For the past few months, your landlord has been sending you notices. Last week, you got a request he filed with the Régie du logement (rental board) to end your lease. That request will be heard shortly. The message is clear: your landlord doesn't want you as a tenant! As far as you're concerned, you've met all your responsibilities as a tenant. But it seems that your landlord doesn't share your view.
In this article, Éducaloi explains the responsibilities of tenants toward landlords and towards other tenants.
What are the basic responsibilities of tenants?
As a tenant, you have these responsibilities:
- pay the rent mentioned in the lease on the date required by the lease
- use the rental unit carefully and responsibly
- make necessary minor repairs
- to not change the form or destination (type of use) of your unit
- when you move out, return the unit in the same condition as when you moved in
- avoid disturbing the other tenants
When and how must tenants pay the rent?
Paying rent is an essential responsibility under the lease you signed with your landlord.
Unless you agreed to some other day in the lease, you must pay your rent on the first day of the month. If you pay it the next day, namely the second day of the month, you will be considered late in paying your rent. Your landlord could then apply to the Régie du logement (rental board) for an order requiring you to pay the amount owing.
If after three weeks, you have still not paid your rent, your landlord can apply to the Régie to have your lease cancelled. You can avoid cancellation by depositing the money owed, plus any interest owed, before the date the Régie will hear landlord’s request. Also, if you make a habit of paying your rent late and this causes the landlord serious hardship, the landlord can apply to cancel your lease.
To learn more, see our article Paying the Rent.
What does it mean to use my rental unit carefully and responsibly?
Because your right to live in your rental unit is temporary under the contract you signed with the landlord, you must use it responsibly.
This is a general obligation and it covers the unit's accessories and all aspects of its use. This means that you must do the following:
- Repair any damage due to deterioration. But if you can prove that the damage was not your fault, you won’t have to repair the damage.
- Notify the landlord of any defects or deterioration within a reasonable time so that the damage doesn’t get worse. For example, if you don't notify your landlord of a major plumbing problem and the pipes burst because of your negligence, the landlord can claim all or part of the cost of the repairs from you.
As a tenant, do I have to do any work or repairs?
You must do minor repairs and maintenance that don't involve much work. For example, you would be responsible for touching up paint and filling small holes in the walls. The Régie du logement can tell you what would be a minor repair.
By law, you are required to give the unit back in the same condition you received it.
However, you are not responsible for normal wear and tear or for deterioration or defects that are not your fault. To avoid conflicts, when you move in, it’s a good idea to take photos or prepare a document describing the condition of the unit.
Am I allowed to make changes in my rental unit?

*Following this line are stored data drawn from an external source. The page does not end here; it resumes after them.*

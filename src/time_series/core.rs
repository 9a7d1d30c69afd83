//! Core time series data structures.
//!
//! Provides the timestamp index, sampling frequency, and the (possibly
//! multi-component) `TimeSeries` container all forecasting code operates on.

use crate::error::{Error, Result};
use chrono::{DateTime, Duration, Utc};
use serde::{Deserialize, Serialize};
use std::fmt;

/// Sampling frequency of a time series.
///
/// Month, quarter and year steps are approximated with fixed day counts.
#[derive(Debug, Clone, Copy, PartialEq, Eq, Serialize, Deserialize)]
pub enum Frequency {
    Secondly,
    Minutely,
    Hourly,
    Daily,
    Weekly,
    Monthly,
    Quarterly,
    Yearly,
    /// Custom step, in seconds.
    Custom(i64),
}

impl Frequency {
    /// Parse a frequency from a pandas-style alias ("D", "W", "monthly", ...).
    pub fn from_str(s: &str) -> Option<Self> {
        match s.to_uppercase().as_str() {
            "S" | "SEC" | "SECOND" | "SECONDS" => Some(Frequency::Secondly),
            "T" | "MIN" | "MINUTE" | "MINUTES" => Some(Frequency::Minutely),
            "H" | "HOUR" | "HOURS" => Some(Frequency::Hourly),
            "D" | "DAY" | "DAYS" | "DAILY" => Some(Frequency::Daily),
            "W" | "WEEK" | "WEEKS" | "WEEKLY" => Some(Frequency::Weekly),
            "M" | "MONTH" | "MONTHS" | "MONTHLY" => Some(Frequency::Monthly),
            "Q" | "QUARTER" | "QUARTERS" | "QUARTERLY" => Some(Frequency::Quarterly),
            "Y" | "YEAR" | "YEARS" | "A" | "ANNUAL" | "ANNUALLY" | "YEARLY" => {
                Some(Frequency::Yearly)
            }
            _ => None,
        }
    }

    /// Approximate step length in seconds.
    pub fn to_seconds(&self) -> i64 {
        match self {
            Frequency::Secondly => 1,
            Frequency::Minutely => 60,
            Frequency::Hourly => 3600,
            Frequency::Daily => 86400,
            Frequency::Weekly => 604800,
            Frequency::Monthly => 2_592_000,   // 30 days
            Frequency::Quarterly => 7_776_000, // 90 days
            Frequency::Yearly => 31_536_000,   // 365 days
            Frequency::Custom(seconds) => *seconds,
        }
    }

    /// Step length as a `chrono::Duration`.
    pub fn to_duration(&self) -> Duration {
        Duration::seconds(self.to_seconds())
    }
}

impl fmt::Display for Frequency {
    fn fmt(&self, f: &mut fmt::Formatter<'_>) -> fmt::Result {
        match self {
            Frequency::Secondly => write!(f, "S"),
            Frequency::Minutely => write!(f, "T"),
            Frequency::Hourly => write!(f, "H"),
            Frequency::Daily => write!(f, "D"),
            Frequency::Weekly => write!(f, "W"),
            Frequency::Monthly => write!(f, "M"),
            Frequency::Quarterly => write!(f, "Q"),
            Frequency::Yearly => write!(f, "Y"),
            Frequency::Custom(seconds) => write!(f, "{}s", seconds),
        }
    }
}

/// Ordered timestamp index shared by every component of a series.
#[derive(Debug, Clone, PartialEq, Serialize, Deserialize)]
pub struct DateTimeIndex {
    timestamps: Vec<DateTime<Utc>>,
    /// Sampling frequency, if known. Required for forecasting, since the
    /// forecast index is built by stepping beyond the last timestamp.
    pub frequency: Option<Frequency>,
}

impl DateTimeIndex {
    /// Create an index without a declared frequency.
    ///
    /// Timestamps must be strictly increasing.
    pub fn new(timestamps: Vec<DateTime<Utc>>) -> Result<Self> {
        if let Some(pair) = timestamps.windows(2).find(|w| w[0] >= w[1]) {
            return Err(Error::Data(format!(
                "time index must be strictly increasing, found {} followed by {}",
                pair[0], pair[1]
            )));
        }
        Ok(DateTimeIndex {
            timestamps,
            frequency: None,
        })
    }

    /// Create an index with a declared frequency.
    pub fn with_frequency(timestamps: Vec<DateTime<Utc>>, frequency: Frequency) -> Result<Self> {
        let mut index = Self::new(timestamps)?;
        index.frequency = Some(frequency);
        Ok(index)
    }

    pub fn len(&self) -> usize {
        self.timestamps.len()
    }

    pub fn is_empty(&self) -> bool {
        self.timestamps.is_empty()
    }

    pub fn timestamps(&self) -> &[DateTime<Utc>] {
        &self.timestamps
    }

    pub fn get(&self, i: usize) -> Option<&DateTime<Utc>> {
        self.timestamps.get(i)
    }

    pub fn start(&self) -> Option<&DateTime<Utc>> {
        self.timestamps.first()
    }

    pub fn end(&self) -> Option<&DateTime<Utc>> {
        self.timestamps.last()
    }

    /// Position of a timestamp in the index, if present.
    pub fn position(&self, timestamp: &DateTime<Utc>) -> Option<usize> {
        self.timestamps.binary_search(timestamp).ok()
    }

    /// Build the index of the `n` steps immediately after the last timestamp.
    ///
    /// This is how forecast indexes are constructed. Requires a declared
    /// frequency and a non-empty index.
    pub fn shift_ahead(&self, n: usize) -> Result<DateTimeIndex> {
        let last = *self.end().ok_or_else(|| {
            Error::EmptyData("cannot extend an empty time index".to_string())
        })?;
        let frequency = self.frequency.ok_or_else(|| {
            Error::Data("time index has no frequency, cannot build a forecast index".to_string())
        })?;
        let step = frequency.to_duration();
        let timestamps = (1..=n).map(|i| last + step * i as i32).collect();
        DateTimeIndex::with_frequency(timestamps, frequency)
    }
}

/// A time-indexed series holding one or more named float components.
///
/// All components share one `DateTimeIndex`; each holds exactly one value per
/// time point. Values are stored column-major, one `Vec<f64>` per component.
#[derive(Debug, Clone, PartialEq, Serialize, Deserialize)]
pub struct TimeSeries {
    index: DateTimeIndex,
    columns: Vec<Vec<f64>>,
    names: Vec<String>,
}

impl TimeSeries {
    /// Create a series from an index and column-major values.
    ///
    /// Requires at least one component, one column length equal to the index
    /// length, and unique component names. When `names` is `None` the
    /// components are named `component_0`, `component_1`, ...
    pub fn new(
        index: DateTimeIndex,
        columns: Vec<Vec<f64>>,
        names: Option<Vec<String>>,
    ) -> Result<Self> {
        if columns.is_empty() {
            return Err(Error::EmptyData(
                "a time series requires at least one component".to_string(),
            ));
        }
        for column in &columns {
            if column.len() != index.len() {
                return Err(Error::LengthMismatch {
                    expected: index.len(),
                    actual: column.len(),
                });
            }
        }
        let names = match names {
            Some(names) => {
                if names.len() != columns.len() {
                    return Err(Error::LengthMismatch {
                        expected: columns.len(),
                        actual: names.len(),
                    });
                }
                for (i, name) in names.iter().enumerate() {
                    if names[..i].contains(name) {
                        return Err(Error::InvalidInput(format!(
                            "duplicate component name: {}",
                            name
                        )));
                    }
                }
                names
            }
            None => (0..columns.len()).map(|i| format!("component_{}", i)).collect(),
        };
        Ok(TimeSeries {
            index,
            columns,
            names,
        })
    }

    /// Create a single-component series.
    pub fn univariate(index: DateTimeIndex, values: Vec<f64>) -> Result<Self> {
        Self::new(index, vec![values], None)
    }

    /// Rename the single component of a univariate series.
    pub fn with_name(mut self, name: &str) -> Result<Self> {
        if !self.is_univariate() {
            return Err(Error::InvalidInput(format!(
                "with_name requires a univariate series, got {} components",
                self.n_components()
            )));
        }
        self.names[0] = name.to_string();
        Ok(self)
    }

    pub fn index(&self) -> &DateTimeIndex {
        &self.index
    }

    /// Number of time points.
    pub fn len(&self) -> usize {
        self.index.len()
    }

    pub fn is_empty(&self) -> bool {
        self.index.is_empty()
    }

    /// Number of components.
    pub fn n_components(&self) -> usize {
        self.columns.len()
    }

    pub fn is_univariate(&self) -> bool {
        self.n_components() == 1
    }

    pub fn component_names(&self) -> &[String] {
        &self.names
    }

    /// Values of component `i`.
    pub fn values(&self, i: usize) -> Result<&[f64]> {
        self.columns
            .get(i)
            .map(|c| c.as_slice())
            .ok_or(Error::IndexOutOfBounds {
                index: i,
                size: self.columns.len(),
            })
    }

    /// Value at time point `row` of component `component`.
    pub fn value_at(&self, row: usize, component: usize) -> Result<f64> {
        let column = self.values(component)?;
        column.get(row).copied().ok_or(Error::IndexOutOfBounds {
            index: row,
            size: column.len(),
        })
    }

    /// Project component `i` into a univariate series.
    ///
    /// The time index and the component name are preserved exactly.
    pub fn univariate_component(&self, i: usize) -> Result<TimeSeries> {
        let column = self.values(i)?.to_vec();
        TimeSeries::new(
            self.index.clone(),
            vec![column],
            Some(vec![self.names[i].clone()]),
        )
    }

    /// Append `other`'s components after this series' components.
    ///
    /// Both series must share an identical time index. Colliding component
    /// names get a numeric suffix.
    pub fn stack(&self, other: &TimeSeries) -> Result<TimeSeries> {
        if self.index != other.index {
            return Err(Error::Data(
                "cannot stack series with different time indexes".to_string(),
            ));
        }
        let mut columns = self.columns.clone();
        let mut names = self.names.clone();
        for (column, name) in other.columns.iter().zip(other.names.iter()) {
            columns.push(column.clone());
            names.push(dedup_name(&names, name));
        }
        TimeSeries::new(self.index.clone(), columns, Some(names))
    }

    /// Stack an ordered sequence of series into one multi-component series.
    ///
    /// Component order follows the input order. All parts must share an
    /// identical time index.
    pub fn from_components(components: Vec<TimeSeries>) -> Result<TimeSeries> {
        let mut parts = components.into_iter();
        let first = parts.next().ok_or_else(|| {
            Error::EmptyData("from_components requires at least one series".to_string())
        })?;
        parts.try_fold(first, |stacked, part| stacked.stack(&part))
    }
}

/// Pick a component name not already in `existing`.
fn dedup_name(existing: &[String], candidate: &str) -> String {
    if !existing.iter().any(|n| n == candidate) {
        return candidate.to_string();
    }
    let mut k = 1;
    loop {
        let name = format!("{}_{}", candidate, k);
        if !existing.iter().any(|n| n == &name) {
            return name;
        }
        k += 1;
    }
}

/// Point-at-a-time builder for univariate series.
#[derive(Debug, Clone, Default)]
pub struct TimeSeriesBuilder {
    points: Vec<(DateTime<Utc>, f64)>,
    frequency: Option<Frequency>,
    name: Option<String>,
}

impl TimeSeriesBuilder {
    pub fn new() -> Self {
        Self::default()
    }

    pub fn add_point(mut self, timestamp: DateTime<Utc>, value: f64) -> Self {
        self.points.push((timestamp, value));
        self
    }

    pub fn frequency(mut self, frequency: Frequency) -> Self {
        self.frequency = Some(frequency);
        self
    }

    pub fn name(mut self, name: &str) -> Self {
        self.name = Some(name.to_string());
        self
    }

    pub fn build(self) -> Result<TimeSeries> {
        let (timestamps, values): (Vec<_>, Vec<_>) = self.points.into_iter().unzip();
        let index = match self.frequency {
            Some(frequency) => DateTimeIndex::with_frequency(timestamps, frequency)?,
            None => DateTimeIndex::new(timestamps)?,
        };
        let names = self.name.map(|n| vec![n]);
        TimeSeries::new(index, vec![values], names)
    }
}
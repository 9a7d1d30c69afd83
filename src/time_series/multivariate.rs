//! Composition adapter applying a local model to a multi-component series.
//!
//! [`MultivariateForecastingModelWrapper`] takes a model that only knows how
//! to forecast a single component and applies it to a series with any number
//! of components: the series is decomposed, one untrained copy of the base
//! model is fitted per component on that component's values alone, and the
//! per-component forecasts are stacked back in the original order.
//!
//! Components never interact: no parameters are shared, no component ever
//! observes another component's values. For univariate input the wrapper is
//! numerically a no-op over using the base model directly.
//!
//! Per-component fit and predict are independent, so they run on rayon; the
//! results are then consumed in component order, which keeps error reporting
//! deterministic (the lowest failing component index wins).

use crate::error::{Error, Result};
use crate::time_series::forecasting::LocalForecaster;
use crate::time_series::core::TimeSeries;
use log::debug;
use rayon::prelude::*;
use std::collections::HashMap;

/// Adapter that fits one independent copy of a local model per component.
///
/// The wrapped base model is held as a configuration template only; it is
/// never fitted or mutated. After `fit`, the wrapper exclusively owns one
/// fitted instance per component, in component order.
///
/// Implements [`LocalForecaster`] itself, so it can stand in wherever a base
/// model is expected.
pub struct MultivariateForecastingModelWrapper {
    base: Box<dyn LocalForecaster>,
    fitted: Vec<Box<dyn LocalForecaster>>,
    name: String,
}

impl MultivariateForecastingModelWrapper {
    /// Wrap an untrained base model configuration.
    pub fn new(base: Box<dyn LocalForecaster>) -> Self {
        let name = format!("Multivariate({})", base.name());
        MultivariateForecastingModelWrapper {
            base,
            fitted: Vec::new(),
            name,
        }
    }

    /// Whether `fit` has completed successfully.
    pub fn is_fitted(&self) -> bool {
        !self.fitted.is_empty()
    }

    /// Component count seen at fit time; 0 before fitting.
    pub fn n_fitted_components(&self) -> usize {
        self.fitted.len()
    }

    /// Fit one untrained copy of the base model per component.
    ///
    /// Component `i`'s copy observes only component `i`'s values. Covariates
    /// are forwarded to a copy only if it reports support for them, and are
    /// silently discarded otherwise. On success any previously fitted
    /// sequence is replaced wholesale; on failure the wrapper's prior state
    /// is left untouched and the first failing component's error is returned
    /// tagged with its index.
    pub fn fit(
        &mut self,
        series: &TimeSeries,
        future_covariates: Option<&TimeSeries>,
    ) -> Result<()> {
        let n_components = series.n_components();
        debug!(
            "fitting {} over {} component(s), {} point(s)",
            self.base.name(),
            n_components,
            series.len()
        );

        let results: Vec<Result<Box<dyn LocalForecaster>>> = (0..n_components)
            .into_par_iter()
            .map(|i| self.fit_component(i, series, future_covariates))
            .collect();

        let mut fitted = Vec::with_capacity(n_components);
        for (i, result) in results.into_iter().enumerate() {
            fitted.push(result.map_err(|e| Error::for_component(i, e))?);
        }
        self.fitted = fitted;
        Ok(())
    }

    fn fit_component(
        &self,
        i: usize,
        series: &TimeSeries,
        future_covariates: Option<&TimeSeries>,
    ) -> Result<Box<dyn LocalForecaster>> {
        let component = series.univariate_component(i)?;
        let mut model = self.base.untrained()?;
        let covariates = if model.supports_future_covariates() {
            future_covariates
        } else {
            None
        };
        model.fit(&component, covariates)?;
        Ok(model)
    }

    /// Forecast `n` steps for every fitted component and stack the results.
    ///
    /// `series` is optional; the wrapper remembers the fitted component
    /// count. When supplied, its component count must match. All
    /// per-component predictions must agree on their time index; a
    /// disagreement is a wrapped-model contract violation and surfaces as
    /// `Error::Consistency`, never a silently repaired result.
    pub fn predict(
        &self,
        n: usize,
        series: Option<&TimeSeries>,
        future_covariates: Option<&TimeSeries>,
    ) -> Result<TimeSeries> {
        if !self.is_fitted() {
            return Err(Error::NotFitted(
                "wrapper must be fitted before predicting".to_string(),
            ));
        }
        if n == 0 {
            return Err(Error::InvalidInput(
                "forecast horizon must be positive".to_string(),
            ));
        }
        if let Some(series) = series {
            if series.n_components() != self.fitted.len() {
                return Err(Error::Data(format!(
                    "series has {} component(s) but the wrapper was fitted on {}",
                    series.n_components(),
                    self.fitted.len()
                )));
            }
        }
        debug!(
            "predicting {} step(s) over {} component(s)",
            n,
            self.fitted.len()
        );

        let results: Vec<Result<TimeSeries>> = self
            .fitted
            .par_iter()
            .map(|model| {
                let covariates = if model.supports_future_covariates() {
                    future_covariates
                } else {
                    None
                };
                model.predict(n, covariates)
            })
            .collect();

        let mut predictions = Vec::with_capacity(self.fitted.len());
        for (i, result) in results.into_iter().enumerate() {
            predictions.push(result.map_err(|e| Error::for_component(i, e))?);
        }

        for (i, prediction) in predictions.iter().enumerate().skip(1) {
            if prediction.index() != predictions[0].index() {
                return Err(Error::Consistency(format!(
                    "component {} predicted a time index differing from component 0 \
                     (lengths {} and {})",
                    i,
                    prediction.len(),
                    predictions[0].len()
                )));
            }
        }

        TimeSeries::from_components(predictions)
    }
}

impl LocalForecaster for MultivariateForecastingModelWrapper {
    fn fit(&mut self, series: &TimeSeries, future_covariates: Option<&TimeSeries>) -> Result<()> {
        MultivariateForecastingModelWrapper::fit(self, series, future_covariates)
    }

    fn predict(&self, n: usize, future_covariates: Option<&TimeSeries>) -> Result<TimeSeries> {
        MultivariateForecastingModelWrapper::predict(self, n, None, future_covariates)
    }

    fn supports_future_covariates(&self) -> bool {
        self.base.supports_future_covariates()
    }

    fn untrained(&self) -> Result<Box<dyn LocalForecaster>> {
        Ok(Box::new(Self::new(self.base.untrained()?)))
    }

    fn name(&self) -> &str {
        &self.name
    }

    fn parameters(&self) -> HashMap<String, f64> {
        self.base.parameters()
    }
}

#[cfg(test)]
mod tests {
    use super::*;
    use crate::time_series::forecasting::{NaiveMeanForecaster, NaiveSeasonalForecaster};
    use crate::time_series::generation::constant_series;

    fn two_component_series() -> TimeSeries {
        let a = constant_series(10, 5.0).unwrap().with_name("a").unwrap();
        let b = constant_series(10, 9.0).unwrap().with_name("b").unwrap();
        a.stack(&b).unwrap()
    }

    #[test]
    fn test_fit_tracks_component_count() {
        let mut wrapper =
            MultivariateForecastingModelWrapper::new(Box::new(NaiveMeanForecaster::new()));
        assert!(!wrapper.is_fitted());

        wrapper.fit(&two_component_series(), None).unwrap();
        assert_eq!(wrapper.n_fitted_components(), 2);
    }

    #[test]
    fn test_refit_replaces_fitted_sequence() {
        let series = two_component_series();
        let mut wrapper =
            MultivariateForecastingModelWrapper::new(Box::new(NaiveMeanForecaster::new()));
        wrapper.fit(&series, None).unwrap();
        assert_eq!(wrapper.n_fitted_components(), 2);

        let univariate = series.univariate_component(0).unwrap();
        wrapper.fit(&univariate, None).unwrap();
        assert_eq!(wrapper.n_fitted_components(), 1);
        assert_eq!(wrapper.predict(3, None, None).unwrap().n_components(), 1);
    }

    #[test]
    fn test_failed_fit_keeps_prior_state() {
        let series = two_component_series();
        let mut wrapper =
            MultivariateForecastingModelWrapper::new(Box::new(NaiveSeasonalForecaster::new(5)));
        wrapper.fit(&series, None).unwrap();

        // Too short for k = 5: every component fails, component 0 reported.
        let short_a = constant_series(2, 1.0).unwrap().with_name("a").unwrap();
        let short_b = constant_series(2, 2.0).unwrap().with_name("b").unwrap();
        let err = wrapper
            .fit(&short_a.stack(&short_b).unwrap(), None)
            .unwrap_err();
        assert_eq!(err.component_index(), Some(0));

        // The earlier fit is still usable.
        assert!(wrapper.predict(3, None, None).is_ok());
    }

    #[test]
    fn test_predict_component_count_mismatch() {
        let series = two_component_series();
        let mut wrapper =
            MultivariateForecastingModelWrapper::new(Box::new(NaiveMeanForecaster::new()));
        wrapper.fit(&series, None).unwrap();

        let univariate = series.univariate_component(0).unwrap();
        assert!(matches!(
            wrapper.predict(3, Some(&univariate), None),
            Err(Error::Data(_))
        ));
    }

    #[test]
    fn test_output_carries_component_names() {
        let series = two_component_series();
        let mut wrapper =
            MultivariateForecastingModelWrapper::new(Box::new(NaiveMeanForecaster::new()));
        wrapper.fit(&series, None).unwrap();
        let pred = wrapper.predict(4, Some(&series), None).unwrap();
        assert_eq!(pred.component_names(), series.component_names());
        assert_eq!(pred.len(), 4);
    }

    #[test]
    fn test_wrapper_is_substitutable_as_local_forecaster() {
        let wrapper =
            MultivariateForecastingModelWrapper::new(Box::new(NaiveMeanForecaster::new()));
        let mut boxed: Box<dyn LocalForecaster> = wrapper.untrained().unwrap();
        assert!(!boxed.supports_future_covariates());

        let series = two_component_series();
        boxed.fit(&series, None).unwrap();
        let pred = boxed.predict(2, None).unwrap();
        assert_eq!(pred.n_components(), 2);
        assert_eq!(boxed.name(), "Multivariate(NaiveMean)");
    }
}
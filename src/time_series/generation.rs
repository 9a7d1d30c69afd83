//! Synthetic series generators.
//!
//! Small helpers producing daily univariate series, used by the test suites
//! and benchmarks. Gaussian sampling is seeded for reproducibility.

use crate::error::{Error, Result};
use crate::time_series::core::{DateTimeIndex, Frequency, TimeSeries};
use chrono::DateTime;
use rand::rngs::StdRng;
use rand::{Rng, SeedableRng};

/// 2022-01-01T00:00:00Z, the first timestamp of every generated series.
const EPOCH_SECONDS: i64 = 1_640_995_200;

fn daily_index(length: usize) -> Result<DateTimeIndex> {
    let timestamps = (0..length)
        .map(|i| {
            DateTime::from_timestamp(EPOCH_SECONDS + i as i64 * 86400, 0).ok_or_else(|| {
                Error::Data(format!("timestamp out of range at position {}", i))
            })
        })
        .collect::<Result<Vec<_>>>()?;
    DateTimeIndex::with_frequency(timestamps, Frequency::Daily)
}

/// Univariate daily series of independent gaussian draws.
pub fn gaussian_series(length: usize, mean: f64, std: f64, seed: u64) -> Result<TimeSeries> {
    let mut rng = StdRng::seed_from_u64(seed);
    let mut values = Vec::with_capacity(length);
    while values.len() < length {
        // Box-Muller transform; u1 shifted into (0, 1] to keep ln finite.
        let u1: f64 = 1.0 - rng.random::<f64>();
        let u2: f64 = rng.random();
        let radius = (-2.0 * u1.ln()).sqrt();
        let angle = 2.0 * std::f64::consts::PI * u2;
        values.push(mean + std * radius * angle.cos());
        if values.len() < length {
            values.push(mean + std * radius * angle.sin());
        }
    }
    TimeSeries::univariate(daily_index(length)?, values)?.with_name("gaussian")
}

/// Univariate daily series holding a constant value.
pub fn constant_series(length: usize, value: f64) -> Result<TimeSeries> {
    TimeSeries::univariate(daily_index(length)?, vec![value; length])?.with_name("constant")
}

/// Univariate daily series following `start + slope * t`.
pub fn linear_series(length: usize, start: f64, slope: f64) -> Result<TimeSeries> {
    let values = (0..length).map(|t| start + slope * t as f64).collect();
    TimeSeries::univariate(daily_index(length)?, values)?.with_name("linear")
}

Unless your lease allows it, you need the landlord’s permission to make major changes to your rental unit. For example, you can’t put up or tear down a wall to change how your unit is divided up.
If you build anything in the unit on your own initiative, you will have to remove it when your lease ends. But a landlord who wants to keep what you built will have to compensate you. If it’s impossible to remove your additions without damaging the property, the landlord will not have to pay you anything.
Can I turn my apartment into a commercial space?
This is usually not allowed for residential rental units. You can't turn your basement into a hairdressing salon or a ceramics studio. But you can do this if your landlord gives you permission and the zoning laws allow it.
What is the obligation to not disturb other tenants?
Under the law, you have an obligation to act reasonably to not disturb other tenants in the building. In other words, you must behave in a way that lets them peacefully enjoy their units.
The obligation also means that you can be held responsible for the actions of people living with you and anyone else you let into your unit. You could be sued for your behaviour or the behavior of people you let in, and might have to pay for the damage. You might even be forced to leave if the Régie du logement allows the landlord to cancel your lease.
This article explains in a general way the law that applies in Quebec. This article is not a legal opinion or legal advice. To find out the specific rules for your situation, consult a lawyer or notary.